#### Provided entries

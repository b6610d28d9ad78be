use chrono::{DateTime, Utc};
use serde::{Deserialize, Serialize};
use serde_json::{Map, Value};

// NOTE: Schema Design Goals
//
// 1. Normalization: raw log lines are heterogeneous and partially malformed.
//    The engine folds every spelling variant (kebab/snake kinds, epoch or
//    RFC 3339 timestamps, aliased field names) into this one event shape.
//
// 2. Opacity: only timestamp, kind and session id are interpreted up front.
//    Everything else rides along in `payload` and is read defensively at the
//    point of use — a missing field is never an error.
//
// 3. Degradation: records with an unrecognized kind become `EventKind::Other`
//    instead of being dropped, so event counts stay truthful.

/// Kind of a log event, as recorded by the session runtime.
#[derive(Debug, Clone, Copy, PartialEq, Eq, Hash, Serialize, Deserialize)]
#[serde(rename_all = "kebab-case")]
pub enum EventKind {
    SessionStart,
    SessionEnd,
    Turn,
    AgentInvocation,
    ToolCall,
    Error,
    ProviderCall,
    /// Unrecognized kind, retained so the record still counts as an event
    Other,
}

impl EventKind {
    /// Parse a raw kind string, tolerating kebab-case and snake_case.
    pub fn parse(raw: &str) -> Self {
        match raw.trim().replace('_', "-").to_ascii_lowercase().as_str() {
            "session-start" => EventKind::SessionStart,
            "session-end" => EventKind::SessionEnd,
            "turn" => EventKind::Turn,
            "agent-invocation" => EventKind::AgentInvocation,
            "tool-call" => EventKind::ToolCall,
            "error" => EventKind::Error,
            "provider-call" => EventKind::ProviderCall,
            _ => EventKind::Other,
        }
    }
}

/// One normalized record from an event log.
#[derive(Debug, Clone, Serialize, Deserialize)]
pub struct LogEvent {
    /// Event timestamp (UTC)
    pub timestamp: DateTime<Utc>,

    /// Event kind
    pub kind: EventKind,

    /// Explicit session grouping key, if the record carried one
    #[serde(default, skip_serializing_if = "Option::is_none")]
    pub session_id: Option<String>,

    /// Kind-specific fields, preserved opaquely
    #[serde(default, skip_serializing_if = "Map::is_empty")]
    pub payload: Map<String, Value>,
}

impl LogEvent {
    /// Read a string payload field, trying each alias in order.
    pub fn payload_str(&self, keys: &[&str]) -> Option<&str> {
        keys.iter()
            .find_map(|k| self.payload.get(*k))
            .and_then(Value::as_str)
    }

    /// Read a numeric payload field, trying each alias in order.
    pub fn payload_f64(&self, keys: &[&str]) -> Option<f64> {
        keys.iter()
            .find_map(|k| self.payload.get(*k))
            .and_then(Value::as_f64)
    }

    /// Whether the payload marks this event as failed, independent of kind.
    pub fn payload_indicates_failure(&self) -> bool {
        if let Some(status) = self.payload_str(&["status", "result", "outcome"]) {
            let status = status.to_ascii_lowercase();
            if status == "error" || status == "failed" || status == "failure" {
                return true;
            }
        }
        if self.payload.get("is_error").and_then(Value::as_bool) == Some(true) {
            return true;
        }
        self.payload.get("success").and_then(Value::as_bool) == Some(false)
    }
}
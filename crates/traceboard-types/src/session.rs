use chrono::{DateTime, Utc};
use serde::{Deserialize, Serialize};

// ==========================================
// Session (the aggregation unit)
// ==========================================

/// Identity of the log file a session was read from.
///
/// The fingerprint is a SHA-256 hex digest of the file contents. It is the
/// deduplication key during merges: two session records carrying the same
/// fingerprint came from the same input, so the later one replaces the
/// earlier silently. Differing fingerprints under one session id are a
/// genuine collision and are flagged.
#[derive(Debug, Clone, PartialEq, Eq, Serialize, Deserialize)]
pub struct SessionSource {
    pub path: String,
    pub fingerprint: String,
}

/// One bounded unit of recorded activity, assembled from a file's events.
///
/// Constructed incrementally while scanning a file in arrival order,
/// finalized once the file is exhausted, immutable thereafter.
#[derive(Debug, Clone, Serialize, Deserialize)]
pub struct SessionRecord {
    /// Session identifier from the event stream, or derived from the source
    /// file identity when the records carry none.
    pub session_id: String,

    /// Originating file and its content fingerprint.
    pub source: SessionSource,

    /// Explicit session-start timestamp if present, else earliest observed.
    pub start_time: Option<DateTime<Utc>>,

    /// Explicit session-end timestamp if present, else latest observed.
    pub end_time: Option<DateTime<Utc>>,

    /// `end − start` in seconds. `None` means unknown: either endpoint is
    /// missing, or the endpoints are inverted (malformed input is reported
    /// as unknown, never clamped).
    pub duration_seconds: Option<f64>,

    /// Number of turns: observed turn events, or a declared count if larger.
    pub turn_count: u64,

    /// All normalized events attributed to this session.
    pub event_count: u64,

    /// Agent invocations in arrival order.
    #[serde(default)]
    pub agent_invocations: Vec<AgentInvocation>,

    /// Tool calls in arrival order.
    #[serde(default)]
    pub tool_calls: Vec<ToolInvocation>,

    /// Distinct provider/model pairs, in first-observed order.
    #[serde(default)]
    pub providers: Vec<ProviderObservation>,

    /// Error occurrences in arrival order.
    #[serde(default)]
    pub errors: Vec<ErrorRecord>,
}

impl SessionRecord {
    /// Number of error occurrences in this session.
    pub fn error_count(&self) -> u64 {
        self.errors.len() as u64
    }
}

// ==========================================
// Components
// ==========================================

/// One agent invocation observed in a session.
#[derive(Debug, Clone, Serialize, Deserialize)]
pub struct AgentInvocation {
    pub timestamp: DateTime<Utc>,
    /// Agent name, `"unknown"` when the record carried none.
    pub agent: String,
    #[serde(default, skip_serializing_if = "Option::is_none")]
    pub latency_ms: Option<f64>,
}

/// One tool call observed in a session.
#[derive(Debug, Clone, Serialize, Deserialize)]
pub struct ToolInvocation {
    pub timestamp: DateTime<Utc>,
    /// Tool name, `"unknown"` when the record carried none.
    pub tool: String,
    #[serde(default, skip_serializing_if = "Option::is_none")]
    pub latency_ms: Option<f64>,
}

/// A provider/model pair observed in a session.
#[derive(Debug, Clone, PartialEq, Eq, Serialize, Deserialize)]
pub struct ProviderObservation {
    pub provider: String,
    #[serde(default, skip_serializing_if = "Option::is_none")]
    pub model: Option<String>,
}

impl ProviderObservation {
    /// Display label: `provider / model`, or just the provider.
    pub fn label(&self) -> String {
        match &self.model {
            Some(model) => format!("{} / {}", self.provider, model),
            None => self.provider.clone(),
        }
    }
}

/// One error occurrence: an `error`-kind event, or any event whose payload
/// indicated failure.
#[derive(Debug, Clone, Serialize, Deserialize)]
pub struct ErrorRecord {
    #[serde(default, skip_serializing_if = "Option::is_none")]
    pub timestamp: Option<DateTime<Utc>>,
    /// Error-type bucket, `"unknown"` when the record carried none.
    pub error_type: String,
    #[serde(default, skip_serializing_if = "Option::is_none")]
    pub message: Option<String>,
}
use assert_cmd::Command;
use predicates::prelude::*;
use std::fs;
use std::path::PathBuf;
use tempfile::TempDir;

/// Test fixture that sets up a temporary working directory
struct TestFixture {
    temp_dir: TempDir,
}

impl TestFixture {
    fn new() -> Self {
        Self { temp_dir: TempDir::new().expect("Failed to create temp dir") }
    }

    fn path(&self, name: &str) -> PathBuf {
        self.temp_dir.path().join(name)
    }

    /// Path to a shared sample log under the engine crate's test data
    fn sample(name: &str) -> PathBuf {
        PathBuf::from(env!("CARGO_MANIFEST_DIR"))
            .parent()
            .unwrap()
            .join("traceboard-engine/tests/samples")
            .join(name)
    }

    fn write_log(&self, name: &str, lines: &[&str]) -> PathBuf {
        let path = self.path(name);
        fs::write(&path, lines.join("\n")).expect("write log");
        path
    }

    fn command() -> Command {
        Command::cargo_bin("traceboard").expect("Failed to find traceboard binary")
    }
}

#[test]
fn test_analyze_writes_summary_json_to_stdout() {
    let output = TestFixture::command()
        .arg("analyze")
        .arg(TestFixture::sample("basic_session.jsonl"))
        .output()
        .expect("run analyze");

    assert!(output.status.success());

    let summary: serde_json::Value =
        serde_json::from_slice(&output.stdout).expect("stdout is summary JSON");
    assert_eq!(summary["rollup"]["total_sessions"], 1);
    assert_eq!(summary["rollup"]["tool_usage"][0]["name"], "search");
    assert_eq!(summary["rollup"]["tool_usage"][0]["count"], 2);
    assert_eq!(summary["sessions"][0]["duration_seconds"], 10.0);
}

#[test]
fn test_analyze_with_output_and_csv() {
    let fixture = TestFixture::new();
    let summary_path = fixture.path("summary.json");
    let csv_path = fixture.path("sessions.csv");

    TestFixture::command()
        .arg("analyze")
        .arg(TestFixture::sample("multi_session.jsonl"))
        .arg("--output")
        .arg(&summary_path)
        .arg("--csv")
        .arg(&csv_path)
        .assert()
        .success()
        .stdout(predicate::str::contains("Analysis summary"))
        .stdout(predicate::str::contains("Summary written to"));

    assert!(summary_path.exists());
    let csv = fs::read_to_string(&csv_path).expect("csv written");
    assert!(csv.starts_with("session_id,"));
    assert_eq!(csv.lines().count(), 3);
}

#[test]
fn test_analyze_reports_parse_errors_on_stderr() {
    let output = TestFixture::command()
        .arg("analyze")
        .arg(TestFixture::sample("mixed_quality.jsonl"))
        .output()
        .expect("run analyze");

    assert!(output.status.success());

    let summary: serde_json::Value = serde_json::from_slice(&output.stdout).unwrap();
    assert_eq!(summary["diagnostics"]["records_parsed"], 5);
    assert_eq!(summary["diagnostics"]["parse_errors"], 1);

    let stderr = String::from_utf8_lossy(&output.stderr);
    assert!(stderr.contains("malformed record"));
}

#[test]
fn test_analyze_fails_when_nothing_is_readable() {
    let fixture = TestFixture::new();

    TestFixture::command()
        .arg("analyze")
        .arg(fixture.path("missing.jsonl"))
        .assert()
        .failure()
        .stderr(predicate::str::contains("no readable input file"));
}

#[test]
fn test_agent_counts_merge_across_log_files() {
    let fixture = TestFixture::new();
    let log_a = fixture.write_log(
        "a.jsonl",
        &[
            r#"{"ts": 0, "kind": "session-start", "id": "s1"}"#,
            r#"{"ts": 1, "kind": "agent-invocation", "id": "s1", "agent": "writer"}"#,
            r#"{"ts": 2, "kind": "agent-invocation", "id": "s1", "agent": "writer"}"#,
            r#"{"ts": 3, "kind": "agent-invocation", "id": "s1", "agent": "writer"}"#,
            r#"{"ts": 4, "kind": "session-end", "id": "s1"}"#,
        ],
    );
    let log_b = fixture.write_log(
        "b.jsonl",
        &[
            r#"{"ts": 100, "kind": "session-start", "id": "s2"}"#,
            r#"{"ts": 101, "kind": "agent-invocation", "id": "s2", "agent": "writer"}"#,
            r#"{"ts": 102, "kind": "agent-invocation", "id": "s2", "agent": "writer"}"#,
            r#"{"ts": 103, "kind": "session-end", "id": "s2"}"#,
        ],
    );

    let output = TestFixture::command()
        .arg("analyze")
        .arg(&log_a)
        .arg(&log_b)
        .output()
        .expect("run analyze");
    assert!(output.status.success());

    let summary: serde_json::Value = serde_json::from_slice(&output.stdout).unwrap();
    assert_eq!(summary["rollup"]["agent_usage"][0]["name"], "writer");
    assert_eq!(summary["rollup"]["agent_usage"][0]["count"], 5);
}

#[test]
fn test_dashboard_from_analyzed_summaries() {
    let fixture = TestFixture::new();
    let summary_path = fixture.path("summary.json");
    let workbook_path = fixture.path("report.xlsx");

    TestFixture::command()
        .arg("analyze")
        .arg(TestFixture::sample("multi_session.jsonl"))
        .arg("--output")
        .arg(&summary_path)
        .assert()
        .success();

    TestFixture::command()
        .arg("dashboard")
        .arg(&summary_path)
        .arg("--output")
        .arg(&workbook_path)
        .assert()
        .success()
        .stdout(predicate::str::contains("Dashboard written to"))
        .stdout(predicate::str::contains("Performance"));

    assert!(workbook_path.exists());
}

#[test]
fn test_dashboard_rejects_invalid_summary_file() {
    let fixture = TestFixture::new();
    let bad_summary = fixture.write_log("bad.json", &["this is not a summary"]);

    TestFixture::command()
        .arg("dashboard")
        .arg(&bad_summary)
        .arg("--output")
        .arg(fixture.path("report.xlsx"))
        .assert()
        .failure()
        .stderr(predicate::str::contains("invalid metrics summary"));
}

#[test]
fn test_dashboard_sheet_filter_from_config() {
    let fixture = TestFixture::new();
    let config_path = fixture.path("config.toml");
    fs::write(
        &config_path,
        "[dashboard]\ntitle = \"Filtered\"\nsheets = [\"Overview\", \"Errors\"]\n",
    )
    .unwrap();

    let summary_path = fixture.path("summary.json");
    TestFixture::command()
        .arg("analyze")
        .arg(TestFixture::sample("basic_session.jsonl"))
        .arg("--output")
        .arg(&summary_path)
        .assert()
        .success();

    TestFixture::command()
        .arg("--config")
        .arg(&config_path)
        .arg("dashboard")
        .arg(&summary_path)
        .arg("--output")
        .arg(fixture.path("filtered.xlsx"))
        .assert()
        .success()
        .stdout(predicate::str::contains("Rendered 2 sheet(s): Overview, Errors"));
}

#[test]
fn test_check_reports_per_file_status() {
    let fixture = TestFixture::new();

    TestFixture::command()
        .arg("check")
        .arg(TestFixture::sample("basic_session.jsonl"))
        .arg(TestFixture::sample("mixed_quality.jsonl"))
        .arg(fixture.path("missing.jsonl"))
        .assert()
        .success()
        .stdout(predicate::str::contains("✓ Valid"))
        .stdout(predicate::str::contains("⚠ Partial"))
        .stdout(predicate::str::contains("✗ Unreadable"));
}

#[test]
fn test_check_fails_when_nothing_is_readable() {
    let fixture = TestFixture::new();

    TestFixture::command()
        .arg("check")
        .arg(fixture.path("missing.jsonl"))
        .assert()
        .failure()
        .stderr(predicate::str::contains("no readable log file"));
}
use is_terminal::IsTerminal;
use owo_colors::OwoColorize;
use std::path::Path;
use traceboard_dashboard::BuildOutcome;
use traceboard_types::{Error, MetricsSummary};

fn colors_enabled() -> bool {
    std::io::stdout().is_terminal()
}

/// Print the analysis report: top-level counts, ranked usage, diagnostics.
pub fn print_summary(summary: &MetricsSummary) {
    let rollup = &summary.rollup;

    println!("{}", "Analysis summary".bold());
    println!("  Sessions:          {}", rollup.total_sessions);
    println!("  Turns:             {}", rollup.total_turns);
    println!("  Agent invocations: {}", rollup.total_agent_invocations);
    println!("  Tool calls:        {}", rollup.total_tool_calls);
    println!("  Errors:            {}", rollup.error_count);

    if let Some(stats) = &rollup.duration {
        println!(
            "  Duration (s):      mean {:.1} / median {:.1} / max {:.1}",
            stats.mean_seconds, stats.median_seconds, stats.max_seconds
        );
    }
    if let Some(range) = &rollup.date_range {
        println!(
            "  Date range:        {} to {}",
            range.first.to_rfc3339(),
            range.last.to_rfc3339()
        );
    }

    if !rollup.agent_usage.is_empty() {
        println!("\n  Top agents:");
        for usage in rollup.agent_usage.iter().take(5) {
            println!("    {:<30} {}", usage.name, usage.count);
        }
    }
    if !rollup.tool_usage.is_empty() {
        println!("\n  Top tools:");
        for usage in rollup.tool_usage.iter().take(5) {
            println!("    {:<30} {}", usage.name, usage.count);
        }
    }

    print_diagnostics(summary, false);
}

/// Diagnostics only, on stderr — used when stdout is carrying summary JSON.
pub fn print_warnings_to_stderr(summary: &MetricsSummary) {
    print_diagnostics(summary, true);
}

fn print_diagnostics(summary: &MetricsSummary, to_stderr: bool) {
    let diagnostics = &summary.diagnostics;
    let mut lines = Vec::new();

    if diagnostics.parse_errors > 0 {
        lines.push(format!(
            "{} malformed record(s) skipped across {} file(s)",
            diagnostics.parse_errors,
            diagnostics.files.len()
        ));
    }
    for warning in &diagnostics.warnings {
        lines.push(warning.clone());
    }

    for line in lines {
        let line = if colors_enabled() {
            format!("{} {}", "warning:".yellow().bold(), line)
        } else {
            format!("warning: {}", line)
        };
        if to_stderr {
            eprintln!("{}", line);
        } else {
            println!("{}", line);
        }
    }
}

/// Per-file check view: parse accounting for one readable log.
pub fn print_check_ok(path: &Path, summary: &MetricsSummary) {
    println!("File: {}", path.display());

    let diagnostics = &summary.diagnostics;
    let clean = diagnostics.parse_errors == 0;
    let status = if clean { "✓ Valid" } else { "⚠ Partial" };
    if colors_enabled() {
        if clean {
            println!("Status: {}", status.green().bold());
        } else {
            println!("Status: {}", status.yellow().bold());
        }
    } else {
        println!("Status: {}", status);
    }

    println!("  - Records parsed: {}", diagnostics.records_parsed);
    println!("  - Parse errors:   {}", diagnostics.parse_errors);
    println!("  - Sessions:       {}", summary.rollup.total_sessions);
    for session in &summary.sessions {
        match session.duration_seconds {
            Some(duration) => {
                println!("      {} ({} events, {:.1}s)", session.session_id, session.event_count, duration)
            }
            None => println!(
                "      {} ({} events, unknown duration)",
                session.session_id, session.event_count
            ),
        }
    }
}

pub fn print_check_unreadable(path: &Path, err: &Error) {
    println!("File: {}", path.display());
    if colors_enabled() {
        println!("Status: {}", "✗ Unreadable".red().bold());
    } else {
        println!("Status: ✗ Unreadable");
    }
    println!("  {}", err);
}

/// Dashboard build view: sheets written and any per-sheet failures.
pub fn print_build_outcome(outcome: &BuildOutcome) {
    println!(
        "Rendered {} sheet(s): {}",
        outcome.sheets_written.len(),
        outcome.sheets_written.join(", ")
    );
    for warning in &outcome.warnings {
        if colors_enabled() {
            eprintln!("{} {}", "warning:".yellow().bold(), warning);
        } else {
            eprintln!("warning: {}", warning);
        }
    }
}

########

In the entries above, count the lines that contain the string "clean" and reply with the number only.

* [Answer for this exercise] 3